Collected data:
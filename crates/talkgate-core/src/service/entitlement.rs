//! Entitlement gate.
//!
//! Decides whether a user may start a session, applies plan purchases, and
//! owns the user-level process state machine. The default trial record is
//! created here and nowhere else.

use chrono::{DateTime, Utc};

use talkgate_types::config::SessionPolicy;
use talkgate_types::entitlement::{
    Admission, AdmissionReason, Entitlement, Plan, ProcessTag, PurchaseUpdate, SessionGrant,
};
use talkgate_types::error::OrchestratorError;

use crate::repository::entitlement::EntitlementRepository;

/// What `/buy` shows for a user's current entitlement.
#[derive(Debug, Clone, PartialEq, Eq)]
pub enum PlanOffer {
    /// Premium is active; nothing to buy until it ends.
    PremiumActive { until: DateTime<Utc> },
    /// The trial is still usable.
    TrialActive { until: DateTime<Utc> },
    /// A capped paid plan with higher tiers available.
    Upgrade { current: Plan, plans: Vec<Plan> },
    /// Trial expired or exhausted.
    TrialEnded { plans: Vec<Plan> },
    /// No usable subscription at all.
    NoSubscription { plans: Vec<Plan> },
}

impl PlanOffer {
    /// Plans that get a purchase button.
    pub fn plans(&self) -> &[Plan] {
        match self {
            PlanOffer::PremiumActive { .. } | PlanOffer::TrialActive { .. } => &[],
            PlanOffer::Upgrade { plans, .. }
            | PlanOffer::TrialEnded { plans }
            | PlanOffer::NoSubscription { plans } => plans,
        }
    }
}

/// Build the upgrade menu for an entitlement.
pub fn offers_for(entitlement: Option<&Entitlement>, now: DateTime<Utc>) -> PlanOffer {
    let all = Plan::PURCHASABLE.to_vec();
    let Some(ent) = entitlement else {
        return PlanOffer::NoSubscription { plans: all };
    };
    let expired = ent.is_expired(now);

    match ent.plan {
        Plan::Premium if !expired => PlanOffer::PremiumActive {
            until: ent.subscription_end,
        },
        Plan::Standard if !expired => PlanOffer::Upgrade {
            current: Plan::Standard,
            plans: vec![Plan::Premium],
        },
        Plan::Basic if !expired => PlanOffer::Upgrade {
            current: Plan::Basic,
            plans: vec![Plan::Standard, Plan::Premium],
        },
        Plan::Trial if expired || ent.sessions_left <= 0 => PlanOffer::TrialEnded { plans: all },
        Plan::Trial => PlanOffer::TrialActive {
            until: ent.subscription_end,
        },
        _ => PlanOffer::NoSubscription { plans: all },
    }
}

/// Compute the field-group update a purchase applies.
///
/// Quota policy: moving to an unlimited plan sets the quota to 0; moving
/// from unlimited to a capped plan sets it to the grant; otherwise the grant
/// is added to the unused quota.
pub fn purchase_update(
    current: &Entitlement,
    plan: Plan,
    now: DateTime<Utc>,
) -> Result<PurchaseUpdate, OrchestratorError> {
    let terms = plan
        .terms()
        .ok_or_else(|| OrchestratorError::Validation(format!("plan '{plan}' cannot be purchased")))?;

    let sessions = if terms.unlimited {
        SessionGrant::Set(0)
    } else if current.unlimited {
        SessionGrant::Set(terms.session_grant)
    } else {
        SessionGrant::Increment(terms.session_grant)
    };

    Ok(PurchaseUpdate {
        plan,
        subscription_start: now,
        subscription_end: now + terms.duration(),
        unlimited: terms.unlimited,
        sessions,
    })
}

/// Service gating session starts on a user's entitlement.
pub struct EntitlementGate<E: EntitlementRepository> {
    repo: E,
    policy: SessionPolicy,
}

impl<E: EntitlementRepository> EntitlementGate<E> {
    pub fn new(repo: E, policy: SessionPolicy) -> Self {
        Self { repo, policy }
    }

    pub async fn get(&self, user_id: i64) -> Result<Option<Entitlement>, OrchestratorError> {
        Ok(self.repo.get(user_id).await?)
    }

    /// Check whether the user may start a new session.
    pub async fn can_start_session(&self, user_id: i64) -> Result<Admission, OrchestratorError> {
        self.can_start_session_at(user_id, Utc::now()).await
    }

    /// [`Self::can_start_session`] against an explicit clock.
    ///
    /// Rules in order: missing record creates the trial and allows; an
    /// expired window denies; unlimited allows; an empty quota denies.
    pub async fn can_start_session_at(
        &self,
        user_id: i64,
        now: DateTime<Utc>,
    ) -> Result<Admission, OrchestratorError> {
        let Some(ent) = self.repo.get(user_id).await? else {
            let trial = Entitlement::trial(
                user_id,
                self.policy.trial_sessions,
                self.policy.trial_window(),
                now,
            );
            let created = self.repo.insert_if_absent(&trial).await?;
            if created {
                tracing::info!(user_id, sessions = trial.sessions_left, "trial entitlement created");
                return Ok(Admission::allow(AdmissionReason::TrialActivated));
            }
            // Lost the creation race; judge the record the winner wrote.
            let ent = self
                .repo
                .get(user_id)
                .await?
                .ok_or_else(|| OrchestratorError::NotFound(format!("entitlement for user {user_id}")))?;
            return Ok(Self::judge(&ent, now));
        };

        Ok(Self::judge(&ent, now))
    }

    fn judge(ent: &Entitlement, now: DateTime<Utc>) -> Admission {
        if ent.is_expired(now) {
            Admission::deny(AdmissionReason::Expired)
        } else if ent.unlimited {
            Admission::allow(AdmissionReason::Unlimited)
        } else if ent.sessions_left <= 0 {
            Admission::deny(AdmissionReason::QuotaExhausted)
        } else {
            Admission::allow(AdmissionReason::QuotaAvailable)
        }
    }

    /// Apply a plan purchase.
    pub async fn purchase_plan(
        &self,
        user_id: i64,
        plan: Plan,
    ) -> Result<Entitlement, OrchestratorError> {
        self.purchase_plan_at(user_id, plan, Utc::now()).await
    }

    pub async fn purchase_plan_at(
        &self,
        user_id: i64,
        plan: Plan,
        now: DateTime<Utc>,
    ) -> Result<Entitlement, OrchestratorError> {
        if !Plan::PURCHASABLE.contains(&plan) {
            return Err(OrchestratorError::Validation(format!(
                "plan '{plan}' cannot be purchased"
            )));
        }
        let current = self
            .repo
            .get(user_id)
            .await?
            .ok_or_else(|| OrchestratorError::NotFound(format!("entitlement for user {user_id}")))?;

        let update = purchase_update(&current, plan, now)?;
        let updated = self
            .repo
            .apply_purchase(user_id, &update)
            .await?
            .ok_or_else(|| OrchestratorError::NotFound(format!("entitlement for user {user_id}")))?;

        tracing::info!(
            user_id,
            plan = %plan,
            sessions_left = updated.sessions_left,
            unlimited = updated.unlimited,
            "plan purchased"
        );
        Ok(updated)
    }

    /// The upgrade menu for a user.
    pub async fn offers(&self, user_id: i64) -> Result<PlanOffer, OrchestratorError> {
        let ent = self.repo.get(user_id).await?;
        Ok(offers_for(ent.as_ref(), Utc::now()))
    }

    /// Move the user's process tag, enforcing the user state machine.
    ///
    /// A user without a record is treated as `none`, and a move to `none`
    /// for such a user is a no-op.
    pub async fn set_process(
        &self,
        user_id: i64,
        to: ProcessTag,
    ) -> Result<(), OrchestratorError> {
        let current = self.repo.get(user_id).await?;
        let from = current.as_ref().map(|e| e.process).unwrap_or_default();
        if !from.can_transition_to(to) {
            return Err(OrchestratorError::Validation(format!(
                "process transition {from} -> {to} is not allowed"
            )));
        }
        if current.is_none() {
            if to == ProcessTag::None {
                return Ok(());
            }
            return Err(OrchestratorError::NotFound(format!(
                "entitlement for user {user_id}"
            )));
        }
        if from != to {
            self.repo.set_process(user_id, to).await?;
            tracing::debug!(user_id, from = %from, to = %to, "process changed");
        }
        Ok(())
    }
}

WORK INSTRUCTIONS>
Restate the records exactly. Leave nothing out.

RESPONSE TO THE EXERCISE>
filename crates/talkgate-core/src/service/entitlement.rs
//! Entitlement gate.
//!
//! Decides whether a user may start a session, applies plan purchases, and
//! owns the user-level process state machine. The default trial record is
//! created here and nowhere else.

use chrono::{DateTime, Utc};

use talkgate_types::config::SessionPolicy;
use talkgate_types::entitlement::{
    Admission, AdmissionReason, Entitlement, Plan, ProcessTag, PurchaseUpdate, SessionGrant,
};
use talkgate_types::error::OrchestratorError;

use crate::repository::entitlement::EntitlementRepository;

/// What `/buy` shows for a user's current entitlement.
#[derive(Debug, Clone, PartialEq, Eq)]
pub enum PlanOffer {
    /// Premium is active; nothing to buy until it ends.
    PremiumActive { until: DateTime<Utc> },
    /// The trial is still usable.
    TrialActive { until: DateTime<Utc> },
    /// A capped paid plan with higher tiers available.
    Upgrade { current: Plan, plans: Vec<Plan> },
    /// Trial expired or exhausted.
    TrialEnded { plans: Vec<Plan> },
    /// No usable subscription at all.
    NoSubscription { plans: Vec<Plan> },
}

impl PlanOffer {
    /// Plans that get a purchase button.
    pub fn plans(&self) -> &[Plan] {
        match self {
            PlanOffer::PremiumActive { .. } | PlanOffer::TrialActive { .. } => &[],
            PlanOffer::Upgrade { plans, .. }
            | PlanOffer::TrialEnded { plans }
            | PlanOffer::NoSubscription { plans } => plans,
        }
    }
}

/// Build the upgrade menu for an entitlement.
pub fn offers_for(entitlement: Option<&Entitlement>, now: DateTime<Utc>) -> PlanOffer {
    let all = Plan::PURCHASABLE.to_vec();
    let Some(ent) = entitlement else {
        return PlanOffer::NoSubscription { plans: all };
    };
    let expired = ent.is_expired(now);

    match ent.plan {
        Plan::Premium if !expired => PlanOffer::PremiumActive {
            until: ent.subscription_end,
        },
        Plan::Standard if !expired => PlanOffer::Upgrade {
            current: Plan::Standard,
            plans: vec![Plan::Premium],
        },
        Plan::Basic if !expired => PlanOffer::Upgrade {
            current: Plan::Basic,
            plans: vec![Plan::Standard, Plan::Premium],
        },
        Plan::Trial if expired || ent.sessions_left <= 0 => PlanOffer::TrialEnded { plans: all },
        Plan::Trial => PlanOffer::TrialActive {
            until: ent.subscription_end,
        },
        _ => PlanOffer::NoSubscription { plans: all },
    }
}

/// Compute the field-group update a purchase applies.
///
/// Quota policy: moving to an unlimited plan sets the quota to 0; moving
/// from unlimited to a capped plan sets it to the grant; otherwise the grant
/// is added to the unused quota.
pub fn purchase_update(
    current: &Entitlement,
    plan: Plan,
    now: DateTime<Utc>,
) -> Result<PurchaseUpdate, OrchestratorError> {
    let terms = plan
        .terms()
        .ok_or_else(|| OrchestratorError::Validation(format!("plan '{plan}' cannot be purchased")))?;

    let sessions = if terms.unlimited {
        SessionGrant::Set(0)
    } else if current.unlimited {
        SessionGrant::Set(terms.session_grant)
    } else {
        SessionGrant::Increment(terms.session_grant)
    };

    Ok(PurchaseUpdate {
        plan,
        subscription_start: now,
        subscription_end: now + terms.duration(),
        unlimited: terms.unlimited,
        sessions,
    })
}

/// Service gating session starts on a user's entitlement.
pub struct EntitlementGate<E: EntitlementRepository> {
    repo: E,
    policy: SessionPolicy,
}

impl<E: EntitlementRepository> EntitlementGate<E> {
    pub fn new(repo: E, policy: SessionPolicy) -> Self {
        Self { repo, policy }
    }

    pub async fn get(&self, user_id: i64) -> Result<Option<Entitlement>, OrchestratorError> {
        Ok(self.repo.get(user_id).await?)
    }

    /// Check whether the user may start a new session.
    pub async fn can_start_session(&self, user_id: i64) -> Result<Admission, OrchestratorError> {
        self.can_start_session_at(user_id, Utc::now()).await
    }

    /// [`Self::can_start_session`] against an explicit clock.
    ///
    /// Rules in order: missing record creates the trial and allows; an
    /// expired window denies; unlimited allows; an empty quota denies.
    pub async fn can_start_session_at(
        &self,
        user_id: i64,
        now: DateTime<Utc>,
    ) -> Result<Admission, OrchestratorError> {
        let Some(ent) = self.repo.get(user_id).await? else {
            let trial = Entitlement::trial(
                user_id,
                self.policy.trial_sessions,
                self.policy.trial_window(),
                now,
            );
            let created = self.repo.insert_if_absent(&trial).await?;
            if created {
                tracing::info!(user_id, sessions = trial.sessions_left, "trial entitlement created");
                return Ok(Admission::allow(AdmissionReason::TrialActivated));
            }
            // Lost the creation race; judge the record the winner wrote.
            let ent = self
                .repo
                .get(user_id)
                .await?
                .ok_or_else(|| OrchestratorError::NotFound(format!("entitlement for user {user_id}")))?;
            return Ok(Self::judge(&ent, now));
        };

        Ok(Self::judge(&ent, now))
    }

    fn judge(ent: &Entitlement, now: DateTime<Utc>) -> Admission {
        if ent.is_expired(now) {
            Admission::deny(AdmissionReason::Expired)
        } else if ent.unlimited {
            Admission::allow(AdmissionReason::Unlimited)
        } else if ent.sessions_left <= 0 {
            Admission::deny(AdmissionReason::QuotaExhausted)
        } else {
            Admission::allow(AdmissionReason::QuotaAvailable)
        }
    }

    /// Apply a plan purchase.
    pub async fn purchase_plan(
        &self,
        user_id: i64,
        plan: Plan,
    ) -> Result<Entitlement, OrchestratorError> {
        self.purchase_plan_at(user_id, plan, Utc::now()).await
    }

    pub async fn purchase_plan_at(
        &self,
        user_id: i64,
        plan: Plan,
        now: DateTime<Utc>,
    ) -> Result<Entitlement, OrchestratorError> {
        if !Plan::PURCHASABLE.contains(&plan) {
            return Err(OrchestratorError::Validation(format!(
                "plan '{plan}' cannot be purchased"
            )));
        }
        let current = self
            .repo
            .get(user_id)
            .await?
            .ok_or_else(|| OrchestratorError::NotFound(format!("entitlement for user {user_id}")))?;

        let update = purchase_update(&current, plan, now)?;
        let updated = self
            .repo
            .apply_purchase(user_id, &update)
            .await?
            .ok_or_else(|| OrchestratorError::NotFound(format!("entitlement for user {user_id}")))?;

        tracing::info!(
            user_id,
            plan = %plan,
            sessions_left = updated.sessions_left,
            unlimited = updated.unlimited,
            "plan purchased"
        );
        Ok(updated)
    }

    /// The upgrade menu for a user.
    pub async fn offers(&self, user_id: i64) -> Result<PlanOffer, OrchestratorError> {
        let ent = self.repo.get(user_id).await?;
        Ok(offers_for(ent.as_ref(), Utc::now()))
    }

    /// Move the user's process tag, enforcing the user state machine.
    ///
    /// A user without a record is treated as `none`, and a move to `none`
    /// for such a user is a no-op.
    pub async fn set_process(
        &self,
        user_id: i64,
        to: ProcessTag,
    ) -> Result<(), OrchestratorError> {
        let current = self.repo.get(user_id).await?;
        let from = current.as_ref().map(|e| e.process).unwrap_or_default();
        if !from.can_transition_to(to) {
            return Err(OrchestratorError::Validation(format!(
                "process transition {from} -> {to} is not allowed"
            )));
        }
        if current.is_none() {
            if to == ProcessTag::None {
                return Ok(());
            }
            return Err(OrchestratorError::NotFound(format!(
                "entitlement for user {user_id}"
            )));
        }
        if from != to {
            self.repo.set_process(user_id, to).await?;
            tracing::debug!(user_id, from = %from, to = %to, "process changed");
        }
        Ok(())
    }
}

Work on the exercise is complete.